§ Directions:
In the records below, find every line that contains "NoSpace" and list it.

§ Data excerpts:
use log::trace;

use crate::consts::{InodePointer, INODE_TABLE_OFFSET, MAX_INODES};
use crate::driver::DeviceDriver;
use crate::io::IO;
use crate::structure::blockmap::BlockMap;
use crate::structure::inode::Inode;
use crate::util::error::{Error, Result};
use crate::util::serializable::{ByteSerializable, KnownSize};

const TABLE_BLOCK: u64 = 0;

/// Fixed-size inode table. Records live in block 0 right after the two bitmaps
/// and are kept in memory as well; every write goes through to the image.
pub struct InodeTable {
    inodes: Vec<Inode>,
}

impl InodeTable {
    pub fn read<A: DeviceDriver>(io: &IO<A>) -> InodeTable {
        let block = io.block(TABLE_BLOCK);
        let inodes = (0..MAX_INODES as InodePointer)
            .map(|inum| {
                let offset = Self::record_offset(inum);
                Inode::from_bytes(&block[offset..offset + Inode::size_on_disk()])
            })
            .collect();
        InodeTable { inodes }
    }

    pub fn get(&self, inum: InodePointer) -> Result<Inode> {
        self.inodes.get(inum as usize).copied().ok_or(Error::InvalidHandle)
    }

    pub fn write_inode<A: DeviceDriver>(&mut self, io: &mut IO<A>, inum: InodePointer, inode: Inode) -> Result<()> {
        let slot = self.inodes.get_mut(inum as usize).ok_or(Error::InvalidHandle)?;
        *slot = inode;

        let offset = Self::record_offset(inum);
        io.block_mut(TABLE_BLOCK)[offset..offset + Inode::size_on_disk()].copy_from_slice(&inode.to_bytes());
        Ok(())
    }

    pub fn allocate<A: DeviceDriver>(&mut self, io: &mut IO<A>) -> Result<InodePointer> {
        let inum = self.inodes.iter().position(Inode::is_free).ok_or(Error::NoSpace)? as InodePointer;
        self.write_inode(io, inum, Inode { refs: 1, ..Inode::empty() })?;
        trace!("alloc_inode() -> {}", inum);
        Ok(inum)
    }

    pub fn free<A: DeviceDriver>(&mut self, io: &mut IO<A>, block_map: &BlockMap, inum: InodePointer) -> Result<()> {
        let mut inode = self.get(inum)?;
        inode.release_blocks(io, block_map);
        trace!("free_inode({})", inum);
        self.write_inode(io, inum, Inode::empty())
    }

    pub fn free_count(&self) -> u64 {
        self.inodes.iter().filter(|inode| inode.is_free()).count() as u64
    }

    #[cfg(test)]
    pub(crate) fn live(&self) -> impl Iterator<Item = (InodePointer, &Inode)> {
        self.inodes
            .iter()
            .enumerate()
            .filter(|(_, inode)| !inode.is_free())
            .map(|(inum, inode)| (inum as InodePointer, inode))
    }

    #[inline]
    fn record_offset(inum: InodePointer) -> usize {
        INODE_TABLE_OFFSET + inum as usize * Inode::size_on_disk()
    }
}

#[cfg(test)]
mod tests {
    use crate::consts::{BLOCK_SIZE, IMAGE_SIZE, INODE_TABLE_OFFSET, MAX_INODES};
    use crate::driver::memory_drive::MemoryDrive;
    use crate::io::IO;
    use crate::structure::blockmap::BlockMap;
    use crate::structure::inode::Inode;
    use crate::util::error::Error;
    use crate::util::serializable::KnownSize;

    fn formatted() -> (BlockMap, IO<MemoryDrive>) {
        let mut io = IO::new(MemoryDrive::new(IMAGE_SIZE, 512)).unwrap();
        let block_map = BlockMap::new();
        block_map.format(&mut io);
        (block_map, io)
    }

    #[test]
    fn table_fits_metadata_block() {
        assert!(INODE_TABLE_OFFSET + MAX_INODES * Inode::size_on_disk() <= BLOCK_SIZE);
    }

    #[test]
    fn get_out_of_range() {
        let (_, io) = formatted();
        let table = super::InodeTable::read(&io);
        assert_eq!(table.get(MAX_INODES as u64), Err(Error::InvalidHandle));
        assert!(table.get(0).unwrap().is_free());
    }

    #[test]
    fn allocate_first_free() {
        let (_, mut io) = formatted();
        let mut table = super::InodeTable::read(&io);
        assert_eq!(table.allocate(&mut io), Ok(0));
        assert_eq!(table.allocate(&mut io), Ok(1));
        let inode = table.get(1).unwrap();
        assert_eq!(inode.refs, 1);
        assert_eq!(inode.mode, 0);
        assert_eq!(inode.used_pointers(), 0);
    }

    #[test]
    fn allocate_until_full() {
        let (_, mut io) = formatted();
        let mut table = super::InodeTable::read(&io);
        for _ in 0..MAX_INODES {
            table.allocate(&mut io).unwrap();
        }
        assert_eq!(table.allocate(&mut io), Err(Error::NoSpace));
        assert_eq!(table.free_count(), 0);
    }

    #[test]
    fn free_releases_blocks() {
        let (block_map, mut io) = formatted();
        let mut table = super::InodeTable::read(&io);
        let inum = table.allocate(&mut io).unwrap();
        let mut inode = table.get(inum).unwrap();
        inode.mode = 0o100644;
        inode.grow(&mut io, &block_map, 3 * BLOCK_SIZE as u64).unwrap();
        table.write_inode(&mut io, inum, inode).unwrap();

        table.free(&mut io, &block_map, inum).unwrap();
        assert_eq!(table.get(inum).unwrap(), Inode::empty());
        for block in 1..4 {
            assert!(block_map.is_free(&io, block));
        }
        assert_eq!(table.allocate(&mut io), Ok(inum));
    }

    #[test]
    fn read_write_inode() {
        let (block_map, mut io) = formatted();
        let mut table = super::InodeTable::read(&io);
        let inum = table.allocate(&mut io).unwrap();
        let mut inode = table.get(inum).unwrap();
        inode.mode = 0o40755;
        inode.grow(&mut io, &block_map, 64).unwrap();
        table.write_inode(&mut io, inum, inode).unwrap();

        let reread = super::InodeTable::read(&io);
        assert_eq!(reread.get(inum).unwrap(), inode);
        assert_eq!(reread.live().count(), 1);
        // the reserved inode bitmap region is left alone
        assert_eq!(&io.block(0)[32..64], &[0u8; 32]);
    }
}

§ Exercise solution:
        let inum = self.inodes.iter().position(Inode::is_free).ok_or(Error::NoSpace)? as InodePointer;
        assert_eq!(table.allocate(&mut io), Err(Error::NoSpace));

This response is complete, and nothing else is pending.